The Federal Government has had a revenue shortfall of N14.28 trillion while President Muhammadu Buhari has been in office, according to data from the Budget Office of the Federation.
The reports on the budget’s execution for the years 2016, 2017, 2018, 2019, 2020, 2021, and 2022 provided the information. January to November.
During the year under review, the Federal Government projected to earn N43.05 trillion in revenue but only generated N28.77 trillion (66.83 per cent of expected revenue).
In contrast to expectations, the Federal Government only raised N2.95 trillion in 2016. The anticipated revenue for 2017 was N5.08 trillion, however it was just N2.66 trillion. In contrast to expectations, the government only earned N3.87 trillion in revenue in 2018. The projected revenue for 2019 was N6.99 trillion, however the actual revenue was N4.12 trillion.
The Federal Government was expected to earn N5.84 trillion in 2020, however only N4.04 trillion was actually earned. As opposed to the N6.64 trillion forecast, the actual revenue in 2021 was N4.64 trillion. Compared to the forecasted revenue of N7.48tn, the actual revenue in 2022 was N6.49tn.
Zainab Ahmed, the minister of finance, budget, and national planning, is concerned about the government’s inability to generate enough cash. Oil is the main source of income for Nigeria, although in recent years, reduced production and subsidy payments have had an influence on this revenue stream. From January to July 2022, Nigeria’s oil production slumped by 28 million barrels.
Recently, while speaking about the implementation of 2022 budget, Ahmed said, “The full implementation of the 2022 budget is challenged particularly by oil revenues that are falling target at 27.1 percent as of August.
“Crude oil production challenges and PMS subsidy deductions by the NNPC constitute a significant threat to the achievement of our revenue growth target as seen in the oil and gas performance 2022 as of August.
“Revenue generation remains the major fiscal constraint of the federation. The systemic resource mobilisation problem has been compounded by recent economic recessions we have witnessed, one during the first term of this administration in 2016, and the most recent one in 2020. But effort has mainly focused on improving tax administration and collection.”
The nation’s debt profile has increased as a result of rising shortage. To cover its income shortages, the Federal Government has constantly turned to the Central Bank. It increased its total borrowings from the CBN to N23.77 trillion as of October 2022 when it borrowed N6.31 trillion from the CBN through Ways and Means Advances.
In its December 2022 report, the World Bank expressed alarm over this and added, “Moreover, funding the budget deficit through Ways and Means continues to drive inflation by raising liquidity in the money market.
“The CBN’s inflation target of six–nine percent, which has not been achieved since 2016, remains unlikely to be met in the near term.”
Even though the Federal Government has been trying to increase its non-oil revenue, the World Bank expects revenue to decline as a share of GDP for 2022.
It said, “Non-oil revenues remained broadly steady as a share of GDP in 2022 through August.

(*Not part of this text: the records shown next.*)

//! Check runtime.
//!
//! Executes one logical check at a given scope and wave: tag and
//! trigger filters, the `if` guard, dependency verification against the
//! journal, provider invocation with retry/timeout/cancellation,
//! `fail_if` evaluation, the journal append, and finally the routing
//! decision. Every attempt produces its own immutable journal entry;
//! the runtime never mutates inputs.

use std::panic::AssertUnwindSafe;
use std::sync::{Arc, RwLock};

use chrono::Utc;
use futures::FutureExt;
use indexmap::{IndexMap, IndexSet};
use serde_json::{Map, Value};
use tokio::sync::Semaphore;

use proctor_memory::MemoryStore;

use crate::cancel::CancelToken;
use crate::config::EngineOptions;
use crate::error::{EngineError, EngineResult};
use crate::events::{BubbleQueue, EngineEvent, EventEmitter, EventPayload};
use crate::expr::{CompiledExpr, EvalInput};
use crate::journal::{EntryError, Journal, JournalEntry};
use crate::provider::{ExecContext, ProviderOutput, ProviderRegistry, SessionReuse};
use crate::results::DebugRecord;
use crate::retry::delay_for_attempt;
use crate::routing::{ForwardRunRequest, decide_routing};
use crate::scope::Scope;
use crate::session::SessionRegistry;
use crate::spec::CheckSpec;
use crate::types::{CheckStatus, CheckType, IssueCounts, PrInfo, SkipReason, issues_from_value};

/// The outcome of executing one check at one scope.
#[derive(Debug)]
pub struct ExecReport {
    /// The final journal entry (already appended).
    pub entry: JournalEntry,
    /// Routing requests produced by the entry.
    pub requests: Vec<ForwardRunRequest>,
    /// Whether a matched `fail_if` predicate carried the halt flag.
    pub halt: bool,
    /// Whether the check's spec requests a wave-retry on completion.
    pub on_finish: bool,
    /// Debug capture, when the run requested it.
    pub debug: Option<DebugRecord>,
}
//! Run results and statistics.
//!
//! At termination the engine folds the journal into a structured
//! result: per-group check results (latest content, forEach-aggregated
//! history, collected issues) plus balanced statistics. Suppressed
//! issues are filtered here, by a post-processor, so the raw issues
//! remain in the journal for audit.

use indexmap::IndexMap;
use serde::{Deserialize, Serialize};
use serde_json::Value;

use crate::config::EngineOptions;
use crate::journal::Journal;
use crate::scope::Scope;
use crate::spec::CheckSpec;
use crate::types::{CheckStatus, Issue, SkipReason, issues_from_value};

/// Per-check execution counters.
#[derive(Debug, Clone, Copy, PartialEq, Eq, Default, Serialize, Deserialize)]
pub struct CheckStats {
    /// All journalled executions (success + failed + skipped).
    pub total: usize,
    pub success: usize,
    pub failed: usize,
    pub skipped: usize,
    /// Accumulated execution time across attempts.
    pub duration_ms: u64,
}

/// Run-level statistics.
#[derive(Debug, Clone, PartialEq, Eq, Default, Serialize, Deserialize)]
pub struct RunStatistics {
    /// Checks in the catalog (not executions).
    pub total_checks_configured: usize,
    /// Executions that reached a provider (success + failed).
    pub total_executions: usize,
    pub successful_executions: usize,
    pub failed_executions: usize,
    /// Executions skipped before their provider ran.
    pub skipped_checks: usize,
    /// Accumulated execution time across all entries.
    pub total_duration_ms: u64,
    /// Per-check counters, in catalog order.
    pub checks: IndexMap<String, CheckStats>,
}

/// Debug capture for one execution, present when the run requested
/// debug output.
#[derive(Debug, Clone, PartialEq, Serialize, Deserialize)]
pub struct DebugRecord {
    pub check_id: String,
    pub scope: Scope,
    pub wave: u32,
    pub attempt: u32,
    pub provider: String,
    pub duration_ms: u64,
    #[serde(default, skip_serializing_if = "Option::is_none")]
    pub error: Option<String>,
}

/// The folded result for one check.
#[derive(Debug, Clone, PartialEq, Serialize, Deserialize)]
pub struct CheckResult {
    pub check_id: String,
    /// Status of the latest execution.
    pub status: CheckStatus,
    /// Skip reason of the latest execution, when skipped.
    #[serde(default, skip_serializing_if = "Option::is_none")]
    pub skip_reason: Option<SkipReason>,
    /// The most recent successful output.
    #[serde(default, skip_serializing_if = "Option::is_none")]
    pub content: Option<Value>,
    /// All successful outputs when more than one execution produced
    /// output (forEach fanout, goto loops); `None` for single-shot
    /// checks.
    #[serde(default, skip_serializing_if = "Option::is_none")]
    pub aggregated: Option<Value>,
    /// Issues collected across successful outputs, post-suppression.
    #[serde(default, skip_serializing_if = "Vec::is_empty")]
    pub issues: Vec<Issue>,
}

/// Check results sharing one `group` key.
#[derive(Debug, Clone, PartialEq, Serialize, Deserialize)]
pub struct GroupResult {
    pub group: String,
    pub checks: Vec<CheckResult>,
}

/// The structured result returned at run termination.
#[derive(Debug, Clone, PartialEq, Serialize, Deserialize)]
pub struct RunResult {
    /// Results grouped by `CheckSpec::group` (default: check id), in
    /// catalog order.
    pub results: IndexMap<String, GroupResult>,
    /// Balanced statistics.
    pub statistics: RunStatistics,
    /// Per-execution debug records, when requested.
    #[serde(default, skip_serializing_if = "Option::is_none")]
    pub debug: Option<Vec<DebugRecord>>,
}

/// Fold the journal into the final result document.
#[must_use]
pub fn collect(
    specs: &IndexMap<String, CheckSpec>,
    journal: &Journal,
    options: &EngineOptions,
    debug: Option<Vec<DebugRecord>>,
) -> RunResult {
    let entries = journal.all_entries();

    // -- Statistics --
    let mut statistics = RunStatistics {
        total_checks_configured: specs.len(),
        ..RunStatistics::default()
    };
    for id in specs.keys() {
        statistics.checks.insert(id.clone(), CheckStats::default());
    }

    for entry in &entries {
        let stats = statistics.checks.entry(entry.check_id.clone()).or_default();
        stats.total += 1;
        stats.duration_ms += entry.duration_ms;
        statistics.total_duration_ms += entry.duration_ms;
        match entry.status {
            CheckStatus::Success => {
                stats.success += 1;
                statistics.successful_executions += 1;
                statistics.total_executions += 1;
            }
            CheckStatus::Failed => {
                stats.failed += 1;
                statistics.failed_executions += 1;
                statistics.total_executions += 1;
            }
            CheckStatus::Skipped => {
                stats.skipped += 1;
                statistics.skipped_checks += 1;
            }
        }
    }

    // -- Grouped results --
    let root = Scope::root();
    let mut results: IndexMap<String, GroupResult> = IndexMap::new();

    for (id, spec) in specs {
        let history = journal.history(id, &root);
        // Latest entry regardless of scope: a fanned-out check has no
        // root-scope entries, yet its summary belongs in the results.
        let latest = entries.iter().rev().find(|entry| &entry.check_id == id);

        let issues: Vec<Issue> = history
            .iter()
            .flat_map(|value| issues_from_value(value))
            .filter(|issue| !(options.suppression_enabled && issue.suppressed))
            .collect();

        let check_result = CheckResult {
            check_id: id.clone(),
            status: latest.map_or(CheckStatus::Skipped, |entry| entry.status),
            skip_reason: latest.and_then(|entry| entry.skip_reason),
            content: history.last().cloned(),
            aggregated: (history.len() > 1).then(|| Value::Array(history.clone())),
            issues,
        };

        let group = spec.group_key().to_string();
        results
            .entry(group.clone())
            .or_insert_with(|| GroupResult {
                group,
                checks: Vec::new(),
            })
            .checks
            .push(check_result);
    }

    RunResult {
        results,
        statistics,
        debug,
    }
}
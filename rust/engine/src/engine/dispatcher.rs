//! Level dispatch.
//!
//! Executes one level of the current wave: expands forEach fanout into
//! scoped sub-executions, issues them concurrently up to
//! `max_parallelism`, and enforces the wave barrier: the caller does
//! not see results until every scheduled execution has produced a
//! journal entry or been skipped.
//!
//! Checks are issued in catalog order and admitted FIFO by the
//! semaphore, which is the documented tie-break when a level is wider
//! than the parallelism budget.

use std::sync::Arc;

use futures::StreamExt;
use futures::stream::FuturesUnordered;
use indexmap::IndexSet;
use serde_json::Value;
use tokio::sync::Semaphore;

use crate::cancel::CancelToken;
use crate::journal::JournalEntry;
use crate::runtime::{ExecReport, Runtime};
use crate::scope::Scope;
use crate::spec::CheckSpec;
use crate::types::{CheckStatus, SkipReason};

/// One planned check within a level, optionally pinned to an explicit
/// scope by a per-item forward-run descriptor.
#[derive(Debug, Clone, PartialEq, Eq)]
pub(crate) struct ScheduledCheck {
    pub check_id: String,
    pub pinned_scope: Option<Scope>,
}

impl ScheduledCheck {
    /// A check scheduled at its natural (fanout-expanded) scope.
    pub(crate) fn plain(check_id: String) -> Self {
        Self {
            check_id,
            pinned_scope: None,
        }
    }
}

/// Execute one level and return every report once the barrier is met.
pub(crate) async fn run_level(
    runtime: &Arc<Runtime>,
    level: Vec<ScheduledCheck>,
    wave: u32,
    event: &str,
    cancel: &CancelToken,
) -> Vec<ExecReport> {
    let mut reports = Vec::new();
    let mut executions: Vec<(String, Scope)> = Vec::new();

    for scheduled in level {
        if let Some(scope) = scheduled.pinned_scope {
            executions.push((scheduled.check_id, scope));
            continue;
        }

        let Some(spec) = runtime.specs.get(&scheduled.check_id) else {
            // The runtime journals the unknown check as failed.
            executions.push((scheduled.check_id, Scope::root()));
            continue;
        };

        let scopes = expand_scopes(runtime, spec);
        if scopes.is_empty() {
            // A forEach parent produced an empty sequence: zero
            // sub-executions, and the dependent is skipped.
            reports.push(runtime.skip_check(
                &spec.id,
                wave,
                Scope::root(),
                SkipReason::DependencyFailed,
            ));
            continue;
        }
        for scope in scopes {
            executions.push((spec.id.clone(), scope));
        }
    }

    let semaphore = Arc::new(Semaphore::new(runtime.options.max_parallelism));

    let mut futs: FuturesUnordered<_> = executions
        .into_iter()
        .map(|(check_id, scope)| {
            let runtime = Arc::clone(runtime);
            let cancel = cancel.clone();
            let semaphore = Arc::clone(&semaphore);
            let event = event.to_string();

            async move {
                // Acquire a permit to bound concurrency. The semaphore
                // is never closed; a failed acquire only happens during
                // teardown, where running unthrottled is harmless.
                let _permit = semaphore.acquire_owned().await.ok();

                runtime.emit(
                    wave,
                    crate::events::EventPayload::CheckScheduled {
                        check_id: check_id.clone(),
                        scope: scope.clone(),
                    },
                );

                runtime
                    .execute_check(&check_id, scope, wave, &event, cancel)
                    .await
            }
        })
        .collect();

    while let Some(report) = futs.next().await {
        reports.push(report);
    }

    log_level_stats(wave, &reports);
    reports
}

/// Compute the scopes a check executes at, one per item of each
/// forEach dependency.
///
/// Starts from the root scope and, for every forEach dependency in
/// declaration order, replaces each accumulated scope with one child
/// scope per item of the parent's latest observable output at that
/// position. Nested fanouts accumulate naturally because the parent's
/// own entries already carry their fanned-out scopes.
///
/// Returns an empty list when a forEach parent has no successful
/// entries or produced an empty sequence; the caller skips the check
/// with a dependency failure.
fn expand_scopes(runtime: &Runtime, spec: &CheckSpec) -> Vec<Scope> {
    let for_each_deps: Vec<&str> = {
        let mut seen = IndexSet::new();
        spec.dependency_ids()
            .filter(|dep| {
                runtime
                    .specs
                    .get(*dep)
                    .is_some_and(|parent| parent.for_each)
            })
            .filter(|dep| seen.insert(*dep))
            .collect()
    };

    let mut scopes = vec![Scope::root()];

    for dep in for_each_deps {
        // Latest successful entry per distinct scope of the parent; a
        // re-run (goto loop) overwrites its earlier iteration.
        let mut latest: indexmap::IndexMap<String, JournalEntry> = indexmap::IndexMap::new();
        for entry in runtime.journal.all_entries() {
            if entry.check_id == dep && entry.status == CheckStatus::Success {
                latest.insert(entry.scope.key(), entry);
            }
        }

        let mut next: Vec<Scope> = Vec::new();
        let mut seen: IndexSet<String> = IndexSet::new();

        for base in &scopes {
            for entry in latest.values() {
                let observable =
                    entry.scope.is_prefix_of(base) || base.is_prefix_of(&entry.scope);
                if !observable {
                    continue;
                }
                let item_count = match &entry.output {
                    Some(Value::Array(items)) => items.len(),
                    Some(Value::Null) | None => 0,
                    // A non-array output is a single-item sequence.
                    Some(_) => 1,
                };
                // The deeper of the two scopes anchors the fanout.
                let anchor = if entry.scope.segments().len() >= base.segments().len() {
                    &entry.scope
                } else {
                    base
                };
                for index in 0..item_count {
                    let scope = anchor.child(dep, index);
                    if seen.insert(scope.key()) {
                        next.push(scope);
                    }
                }
            }
        }

        scopes = next;
        if scopes.is_empty() {
            break;
        }
    }

    scopes
}

/// Per-level statistics, traced at debug level.
fn log_level_stats(wave: u32, reports: &[ExecReport]) {
    let mut success = 0usize;
    let mut failed = 0usize;
    let mut skipped = 0usize;
    for report in reports {
        match report.entry.status {
            CheckStatus::Success => success += 1,
            CheckStatus::Failed => failed += 1,
            CheckStatus::Skipped => skipped += 1,
        }
    }
    tracing::debug!(
        target: "proctor::dispatcher",
        wave,
        total = reports.len(),
        success,
        failed,
        skipped,
        "level complete",
    );
}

Nominal nonoil revenue growth has been strong, but this has been partly due to inflation and some tax administration and policy measures, such as the operationalisation of the electronic money transfer levy, and the rationalization of some tax expenditures.”
It added, “However, given that oil revenues continue to be the single largest revenue item (31 per cent of total general government revenues in 2021), total general government revenues are expected to decline in 2022 as a share of GDP.”
The Federal Government expects to make N10.49tn to fund its 2023 budget. According to the Washington-based bank, the projections are overoptimistic.
It stated, “These estimates are subject to revision following the discussion by the National Assembly and it should also be noted that government revenue projections are often over-optimistic and outturns usually fall below target, resulting in higher than budgeted fiscal deficits.”